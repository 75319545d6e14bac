use crate::api::models::{
    ApiResponse, ApiServerInfo, DaemonStatus, RewriteBody, RewriteResult, StatsSummary,
};
use chrono::Local;
use quill_core::storage::export_file_name;
use quill_core::{
    ChatClient, ConfigPaths, HistoryEntry, HistoryStore, Result, RewriteClient, RewriteRequest,
    Settings, SettingsStore, StatsStore,
};
use std::sync::Arc;
use std::time::Instant;
use tracing::{error, info, warn};

pub type ClientFactory = Arc<dyn Fn(&Settings) -> Box<dyn RewriteClient> + Send + Sync>;

/// Everything a request handler needs, cloned into each route
#[derive(Clone)]
pub struct ApiContext {
    paths: ConfigPaths,
    port: u16,
    settings: Arc<SettingsStore>,
    history: Arc<HistoryStore>,
    stats: Arc<StatsStore>,
    client_factory: ClientFactory,
}

impl ApiContext {
    pub fn new(paths: ConfigPaths, port: u16) -> Self {
        Self {
            settings: Arc::new(SettingsStore::new(paths.settings_file())),
            history: Arc::new(HistoryStore::open(paths.history_file())),
            stats: Arc::new(StatsStore::open(paths.stats_file())),
            client_factory: Arc::new(|settings: &Settings| {
                Box::new(ChatClient::from_settings(settings)) as Box<dyn RewriteClient>
            }),
            paths,
            port,
        }
    }

    /// Replace how rewrite clients are built from the current settings
    pub fn with_client_factory<F>(mut self, factory: F) -> Self
    where
        F: Fn(&Settings) -> Box<dyn RewriteClient> + Send + Sync + 'static,
    {
        self.client_factory = Arc::new(factory);
        self
    }

    pub fn paths(&self) -> &ConfigPaths {
        &self.paths
    }

    pub fn port(&self) -> u16 {
        self.port
    }
}

/// Current settings with API keys masked
pub fn get_settings(ctx: &ApiContext) -> ApiResponse<Settings> {
    match ctx.settings.load() {
        Ok(settings) => ApiResponse::success(settings.redacted()),
        Err(e) => ApiResponse::error(format!("Failed to load settings: {}", e)),
    }
}

/// Replace the settings. Masked keys sent back unchanged keep their stored value.
pub fn update_settings(ctx: &ApiContext, incoming: Settings) -> ApiResponse<Settings> {
    let current = match ctx.settings.load() {
        Ok(settings) => settings,
        Err(e) => return ApiResponse::error(format!("Failed to load settings: {}", e)),
    };

    let merged = incoming.with_secrets_from(&current);
    match ctx.settings.save(&merged) {
        Ok(()) => {
            info!("settings updated through the API");
            ApiResponse::success(merged.redacted())
        }
        Err(e) => ApiResponse::error(format!("Failed to save settings: {}", e)),
    }
}

pub fn reset_settings(ctx: &ApiContext) -> ApiResponse<Settings> {
    match ctx.settings.reset() {
        Ok(()) => {
            info!("settings reset through the API");
            ApiResponse::success(Settings::default().redacted())
        }
        Err(e) => ApiResponse::error(format!("Failed to reset settings: {}", e)),
    }
}

pub fn get_history(ctx: &ApiContext) -> ApiResponse<Vec<HistoryEntry>> {
    match ctx.history.entries() {
        Ok(entries) => ApiResponse::success(entries),
        Err(e) => ApiResponse::error(format!("Failed to load history: {}", e)),
    }
}

pub fn clear_history(ctx: &ApiContext) -> ApiResponse<()> {
    match ctx.history.clear() {
        Ok(()) => ApiResponse::success(()),
        Err(e) => ApiResponse::error(format!("Failed to clear history: {}", e)),
    }
}

/// File name and JSON document for a history download
pub fn history_export(ctx: &ApiContext) -> Result<(String, String)> {
    let entries = ctx.history.entries()?;
    let body = serde_json::to_string_pretty(&entries)?;
    Ok((export_file_name("history", Local::now().date_naive()), body))
}

pub fn get_stats(ctx: &ApiContext) -> ApiResponse<StatsSummary> {
    match ctx.stats.load() {
        Ok(stats) => ApiResponse::success(stats.into()),
        Err(e) => ApiResponse::error(format!("Failed to load stats: {}", e)),
    }
}

pub fn clear_stats(ctx: &ApiContext) -> ApiResponse<()> {
    match ctx.stats.clear() {
        Ok(()) => ApiResponse::success(()),
        Err(e) => ApiResponse::error(format!("Failed to clear stats: {}", e)),
    }
}

/// File name and JSON document for a stats download
pub fn stats_export(ctx: &ApiContext) -> Result<(String, String)> {
    let stats = ctx.stats.load()?;
    let body = serde_json::to_string_pretty(&stats)?;
    Ok((export_file_name("stats", Local::now().date_naive()), body))
}

/// Rewrite supplied text without touching the clipboard. Blocks on the
/// remote call.
pub fn rewrite_text(ctx: &ApiContext, body: RewriteBody) -> ApiResponse<RewriteResult> {
    let settings = match ctx.settings.load() {
        Ok(settings) => settings,
        Err(e) => return ApiResponse::error(format!("Failed to load settings: {}", e)),
    };
    if !settings.features.is_enabled(body.action) {
        return ApiResponse::error(format!("{} is disabled in settings", body.action.title()));
    }

    let client = (ctx.client_factory)(&settings);
    let request = RewriteRequest::new(body.text.clone(), body.action)
        .with_target_language(body.target_language);

    let started = Instant::now();
    match client.rewrite(&request) {
        Ok(modified) => {
            let elapsed = started.elapsed();
            if let Err(e) = ctx.history.record(HistoryEntry::new(
                body.action,
                body.text.clone(),
                modified.clone(),
            )) {
                warn!("failed to record history: {}", e);
            }
            if let Err(e) = ctx.stats.record(body.action, &body.text, elapsed) {
                warn!("failed to record usage stats: {}", e);
            }
            ApiResponse::success(RewriteResult {
                action: body.action,
                original: body.text,
                modified,
            })
        }
        Err(e) => {
            error!(action = %body.action, "API rewrite failed: {}", e);
            ApiResponse::error(e.user_message())
        }
    }
}

/// Get detailed daemon information
pub fn get_daemon_status(ctx: &ApiContext) -> ApiResponse<DaemonStatus> {
    match ctx.paths.daemon_pid() {
        Ok(pid) => ApiResponse::success(DaemonStatus {
            running: pid.is_some(),
            pid,
            config_path: ctx.paths.root().to_string_lossy().to_string(),
            api_server: ApiServerInfo {
                port: ctx.port,
                url: format!("http://localhost:{}", ctx.port),
            },
        }),
        Err(e) => ApiResponse::error(format!("Failed to check daemon status: {}", e)),
    }
}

******************************

## Task item
Retype exactly. Start at the line with "Ok(pid) => ApiResponse::success(DaemonStatus" and stop at the last line of the data.

## Answer section
        Ok(pid) => ApiResponse::success(DaemonStatus {
            running: pid.is_some(),
            pid,
            config_path: ctx.paths.root().to_string_lossy().to_string(),
            api_server: ApiServerInfo {
                port: ctx.port,
                url: format!("http://localhost:{}", ctx.port),
            },
        }),
        Err(e) => ApiResponse::error(format!("Failed to check daemon status: {}", e)),
    }
}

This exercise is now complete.